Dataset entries
BEGIN

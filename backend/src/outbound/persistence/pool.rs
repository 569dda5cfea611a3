//! Async connection pool for Diesel PostgreSQL connections.
//!
//! The pool is built lazily: no connection is attempted until the first
//! checkout, so the service starts whether or not the database is reachable.
//! Use [`DbPool::ping`] to probe connectivity explicitly.

use std::time::Duration;

use diesel_async::pooled_connection::AsyncDieselConnectionManager;
use diesel_async::pooled_connection::bb8::{Pool, PooledConnection};
use diesel_async::{AsyncPgConnection, RunQueryDsl};

/// Errors that can occur during pool operations.
#[derive(Debug, Clone, PartialEq, Eq, thiserror::Error)]
pub enum PoolError {
    /// Failed to check out a connection from the pool.
    #[error("failed to get connection from pool: {message}")]
    Checkout { message: String },

    /// A checked-out connection failed the liveness probe.
    #[error("database ping failed: {message}")]
    Ping { message: String },
}

impl PoolError {
    pub fn checkout(message: impl Into<String>) -> Self {
        Self::Checkout {
            message: message.into(),
        }
    }

    pub fn ping(message: impl Into<String>) -> Self {
        Self::Ping {
            message: message.into(),
        }
    }
}

/// Configuration for the database connection pool.
///
/// # Example
///
/// ```
/// use std::time::Duration;
/// use user_product_backend::outbound::persistence::PoolConfig;
///
/// let config = PoolConfig::new("postgres://127.0.0.1:5432/user-product-db")
///     .with_max_size(4)
///     .with_connection_timeout(Duration::from_secs(5));
/// assert_eq!(config.max_size(), 4);
/// ```
#[derive(Debug, Clone)]
pub struct PoolConfig {
    database_url: String,
    max_size: u32,
    connection_timeout: Duration,
}

impl PoolConfig {
    /// Create a configuration with 10 connections and a 30 second checkout timeout.
    pub fn new(database_url: impl Into<String>) -> Self {
        Self {
            database_url: database_url.into(),
            max_size: 10,
            connection_timeout: Duration::from_secs(30),
        }
    }

    /// Set the maximum number of connections in the pool.
    pub fn with_max_size(mut self, max_size: u32) -> Self {
        self.max_size = max_size;
        self
    }

    /// Set the connection checkout timeout.
    pub fn with_connection_timeout(mut self, timeout: Duration) -> Self {
        self.connection_timeout = timeout;
        self
    }

    pub fn database_url(&self) -> &str {
        &self.database_url
    }

    pub fn max_size(&self) -> u32 {
        self.max_size
    }
}

/// Async connection pool for PostgreSQL via Diesel.
#[derive(Clone)]
pub struct DbPool {
    inner: Pool<AsyncPgConnection>,
}

impl DbPool {
    /// Build the pool without opening any connection.
    pub fn new(config: PoolConfig) -> Self {
        let manager = AsyncDieselConnectionManager::<AsyncPgConnection>::new(&config.database_url);
        let inner = Pool::builder()
            .max_size(config.max_size)
            .min_idle(Some(0))
            .connection_timeout(config.connection_timeout)
            .build_unchecked(manager);
        Self { inner }
    }

    /// Get a connection from the pool.
    ///
    /// # Errors
    ///
    /// Returns `PoolError::Checkout` if a connection cannot be obtained within
    /// the configured timeout.
    pub async fn get(&self) -> Result<PooledConnection<'_, AsyncPgConnection>, PoolError> {
        self.inner
            .get()
            .await
            .map_err(|err| PoolError::checkout(err.to_string()))
    }

    /// Check out a connection and run a trivial statement on it.
    pub async fn ping(&self) -> Result<(), PoolError> {
        let mut conn = self.get().await?;
        diesel::sql_query("SELECT 1")
            .execute(&mut conn)
            .await
            .map(|_| ())
            .map_err(|err| PoolError::ping(err.to_string()))
    }
}
//! User and product management service.
//!
//! The crate is laid out hexagonally: [`domain`] holds the record types and
//! the user registration engine, [`inbound`] the actix-web adapter, and
//! [`outbound`] the record-store adapters.

pub mod doc;
pub mod domain;
pub mod inbound;
pub mod middleware;
pub mod outbound;
pub mod settings;

/// Public OpenAPI surface used by Swagger UI.
pub use doc::ApiDoc;
pub use middleware::Trace;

END

#### WHAT TO DO
Reproduce, exactly as they stand in the data above, the lines from the one that holds "pub fn database_url(&self)" to the one that holds "pub struct DbPool", inclusive.

#### TASK RESPONSE
    pub fn database_url(&self) -> &str {
        &self.database_url
    }

    pub fn max_size(&self) -> u32 {
        self.max_size
    }
}

/// Async connection pool for PostgreSQL via Diesel.
#[derive(Clone)]
pub struct DbPool {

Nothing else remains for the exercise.